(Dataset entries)
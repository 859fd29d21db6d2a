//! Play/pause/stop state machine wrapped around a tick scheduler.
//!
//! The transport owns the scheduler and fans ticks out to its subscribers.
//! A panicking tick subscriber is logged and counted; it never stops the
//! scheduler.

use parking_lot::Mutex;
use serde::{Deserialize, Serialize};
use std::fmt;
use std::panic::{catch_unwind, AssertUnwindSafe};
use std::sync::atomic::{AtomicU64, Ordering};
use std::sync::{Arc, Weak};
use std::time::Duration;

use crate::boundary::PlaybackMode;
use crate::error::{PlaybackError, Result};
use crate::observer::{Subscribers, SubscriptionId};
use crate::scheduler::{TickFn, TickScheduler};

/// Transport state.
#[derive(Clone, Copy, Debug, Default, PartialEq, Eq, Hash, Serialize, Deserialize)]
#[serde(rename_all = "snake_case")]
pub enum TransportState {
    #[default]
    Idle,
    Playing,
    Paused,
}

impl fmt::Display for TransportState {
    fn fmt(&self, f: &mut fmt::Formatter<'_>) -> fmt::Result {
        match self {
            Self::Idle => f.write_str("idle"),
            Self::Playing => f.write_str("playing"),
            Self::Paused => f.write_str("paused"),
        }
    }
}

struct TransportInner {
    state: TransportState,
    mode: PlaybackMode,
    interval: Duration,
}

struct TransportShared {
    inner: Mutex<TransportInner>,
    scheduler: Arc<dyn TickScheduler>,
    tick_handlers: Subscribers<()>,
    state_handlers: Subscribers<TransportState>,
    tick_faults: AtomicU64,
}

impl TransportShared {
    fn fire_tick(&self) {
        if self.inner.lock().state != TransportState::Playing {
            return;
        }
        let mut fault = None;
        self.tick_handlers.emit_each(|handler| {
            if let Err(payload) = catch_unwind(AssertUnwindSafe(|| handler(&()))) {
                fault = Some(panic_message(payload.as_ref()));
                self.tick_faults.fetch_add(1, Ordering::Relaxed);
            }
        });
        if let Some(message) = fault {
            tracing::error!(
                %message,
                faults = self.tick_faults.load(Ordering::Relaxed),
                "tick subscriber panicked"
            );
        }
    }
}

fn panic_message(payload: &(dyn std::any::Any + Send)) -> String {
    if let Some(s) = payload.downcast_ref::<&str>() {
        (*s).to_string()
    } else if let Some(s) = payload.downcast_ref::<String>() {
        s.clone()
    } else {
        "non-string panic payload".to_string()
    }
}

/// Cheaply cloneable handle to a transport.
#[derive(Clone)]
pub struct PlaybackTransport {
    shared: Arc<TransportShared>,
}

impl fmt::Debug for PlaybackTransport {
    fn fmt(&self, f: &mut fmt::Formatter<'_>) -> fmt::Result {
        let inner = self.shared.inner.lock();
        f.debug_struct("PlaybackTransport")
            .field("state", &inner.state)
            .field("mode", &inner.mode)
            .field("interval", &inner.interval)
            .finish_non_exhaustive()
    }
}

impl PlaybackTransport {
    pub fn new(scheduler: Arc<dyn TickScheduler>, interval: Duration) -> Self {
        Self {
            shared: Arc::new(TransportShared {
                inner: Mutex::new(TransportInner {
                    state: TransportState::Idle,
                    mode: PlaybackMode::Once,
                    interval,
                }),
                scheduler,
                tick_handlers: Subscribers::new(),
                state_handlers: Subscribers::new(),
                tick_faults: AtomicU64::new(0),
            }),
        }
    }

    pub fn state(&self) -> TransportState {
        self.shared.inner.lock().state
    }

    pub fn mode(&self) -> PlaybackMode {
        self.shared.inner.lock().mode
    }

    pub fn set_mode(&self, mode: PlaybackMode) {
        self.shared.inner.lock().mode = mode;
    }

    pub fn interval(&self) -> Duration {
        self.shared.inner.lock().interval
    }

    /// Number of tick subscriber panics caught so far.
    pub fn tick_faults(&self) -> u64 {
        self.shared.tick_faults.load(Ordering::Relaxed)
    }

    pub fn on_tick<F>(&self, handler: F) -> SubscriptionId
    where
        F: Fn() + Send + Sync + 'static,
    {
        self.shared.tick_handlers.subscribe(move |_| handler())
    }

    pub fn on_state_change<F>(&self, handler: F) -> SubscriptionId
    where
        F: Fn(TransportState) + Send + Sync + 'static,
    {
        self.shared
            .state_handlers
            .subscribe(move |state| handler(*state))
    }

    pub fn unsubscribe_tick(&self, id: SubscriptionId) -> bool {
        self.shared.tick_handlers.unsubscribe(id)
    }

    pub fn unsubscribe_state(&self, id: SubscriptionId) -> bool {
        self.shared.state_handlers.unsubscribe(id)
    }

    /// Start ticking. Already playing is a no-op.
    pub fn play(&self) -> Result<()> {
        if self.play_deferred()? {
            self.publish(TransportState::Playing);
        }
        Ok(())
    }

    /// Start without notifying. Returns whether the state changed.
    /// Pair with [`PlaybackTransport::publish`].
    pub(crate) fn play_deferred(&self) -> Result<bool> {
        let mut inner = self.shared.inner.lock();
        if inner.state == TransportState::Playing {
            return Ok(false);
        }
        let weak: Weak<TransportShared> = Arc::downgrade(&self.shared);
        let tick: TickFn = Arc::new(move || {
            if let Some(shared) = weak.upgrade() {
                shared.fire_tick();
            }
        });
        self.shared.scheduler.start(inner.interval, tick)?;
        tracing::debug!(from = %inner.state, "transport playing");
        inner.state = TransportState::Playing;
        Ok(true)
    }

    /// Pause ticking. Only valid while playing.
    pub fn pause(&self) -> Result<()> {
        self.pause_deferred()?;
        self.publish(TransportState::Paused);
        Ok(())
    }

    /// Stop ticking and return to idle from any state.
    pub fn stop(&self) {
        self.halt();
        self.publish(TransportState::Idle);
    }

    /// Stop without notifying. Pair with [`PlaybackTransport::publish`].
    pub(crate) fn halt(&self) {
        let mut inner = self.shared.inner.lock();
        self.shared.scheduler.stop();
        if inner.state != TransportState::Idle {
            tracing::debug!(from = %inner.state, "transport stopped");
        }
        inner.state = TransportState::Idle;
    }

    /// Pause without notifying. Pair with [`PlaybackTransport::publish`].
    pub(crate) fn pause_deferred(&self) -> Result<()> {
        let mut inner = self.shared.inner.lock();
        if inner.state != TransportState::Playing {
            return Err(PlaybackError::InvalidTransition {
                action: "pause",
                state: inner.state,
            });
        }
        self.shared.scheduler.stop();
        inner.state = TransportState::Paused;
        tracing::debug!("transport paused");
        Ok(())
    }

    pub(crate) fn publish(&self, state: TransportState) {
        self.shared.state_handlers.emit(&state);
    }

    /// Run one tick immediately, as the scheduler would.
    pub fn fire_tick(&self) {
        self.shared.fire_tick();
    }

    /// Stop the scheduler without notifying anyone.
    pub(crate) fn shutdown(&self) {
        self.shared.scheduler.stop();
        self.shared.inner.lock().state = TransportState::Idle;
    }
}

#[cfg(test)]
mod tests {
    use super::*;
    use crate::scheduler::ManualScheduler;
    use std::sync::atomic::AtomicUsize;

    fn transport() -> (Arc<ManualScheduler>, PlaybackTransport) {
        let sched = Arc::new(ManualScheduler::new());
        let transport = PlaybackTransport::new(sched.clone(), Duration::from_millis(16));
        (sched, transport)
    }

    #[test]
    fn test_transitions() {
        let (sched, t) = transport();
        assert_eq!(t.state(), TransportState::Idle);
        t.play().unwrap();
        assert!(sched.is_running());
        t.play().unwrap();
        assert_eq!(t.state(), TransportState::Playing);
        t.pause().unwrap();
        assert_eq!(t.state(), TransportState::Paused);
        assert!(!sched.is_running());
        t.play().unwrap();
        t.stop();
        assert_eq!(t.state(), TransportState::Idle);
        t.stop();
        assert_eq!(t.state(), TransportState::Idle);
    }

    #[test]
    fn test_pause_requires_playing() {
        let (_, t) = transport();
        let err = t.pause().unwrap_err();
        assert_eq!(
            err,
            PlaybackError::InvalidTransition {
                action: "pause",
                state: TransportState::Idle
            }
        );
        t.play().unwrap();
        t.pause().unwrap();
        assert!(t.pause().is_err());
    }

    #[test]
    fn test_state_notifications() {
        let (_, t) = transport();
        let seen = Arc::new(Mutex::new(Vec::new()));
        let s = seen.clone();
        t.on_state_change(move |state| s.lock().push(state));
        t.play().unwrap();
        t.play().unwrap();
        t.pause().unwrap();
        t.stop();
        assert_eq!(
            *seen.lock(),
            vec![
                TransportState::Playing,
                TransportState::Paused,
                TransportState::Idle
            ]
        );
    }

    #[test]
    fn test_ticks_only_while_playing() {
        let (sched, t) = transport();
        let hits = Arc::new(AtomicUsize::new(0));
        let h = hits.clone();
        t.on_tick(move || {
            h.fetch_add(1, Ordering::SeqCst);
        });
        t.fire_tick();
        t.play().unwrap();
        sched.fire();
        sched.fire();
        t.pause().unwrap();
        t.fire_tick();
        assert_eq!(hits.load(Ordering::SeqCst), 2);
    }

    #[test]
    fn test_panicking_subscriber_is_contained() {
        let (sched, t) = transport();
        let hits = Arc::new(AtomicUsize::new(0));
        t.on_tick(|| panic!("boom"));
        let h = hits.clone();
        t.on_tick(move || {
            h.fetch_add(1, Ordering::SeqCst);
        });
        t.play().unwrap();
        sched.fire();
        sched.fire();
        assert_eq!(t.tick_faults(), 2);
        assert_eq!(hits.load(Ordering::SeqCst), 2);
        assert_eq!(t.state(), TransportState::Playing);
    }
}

DESCRIPTION OF THE TASK.
Which lines above include the string "Duration"? Show them.

YOUR SOLUTION.
use std::time::Duration;
    interval: Duration,
    pub fn new(scheduler: Arc<dyn TickScheduler>, interval: Duration) -> Self {
    pub fn interval(&self) -> Duration {
        let transport = PlaybackTransport::new(sched.clone(), Duration::from_millis(16));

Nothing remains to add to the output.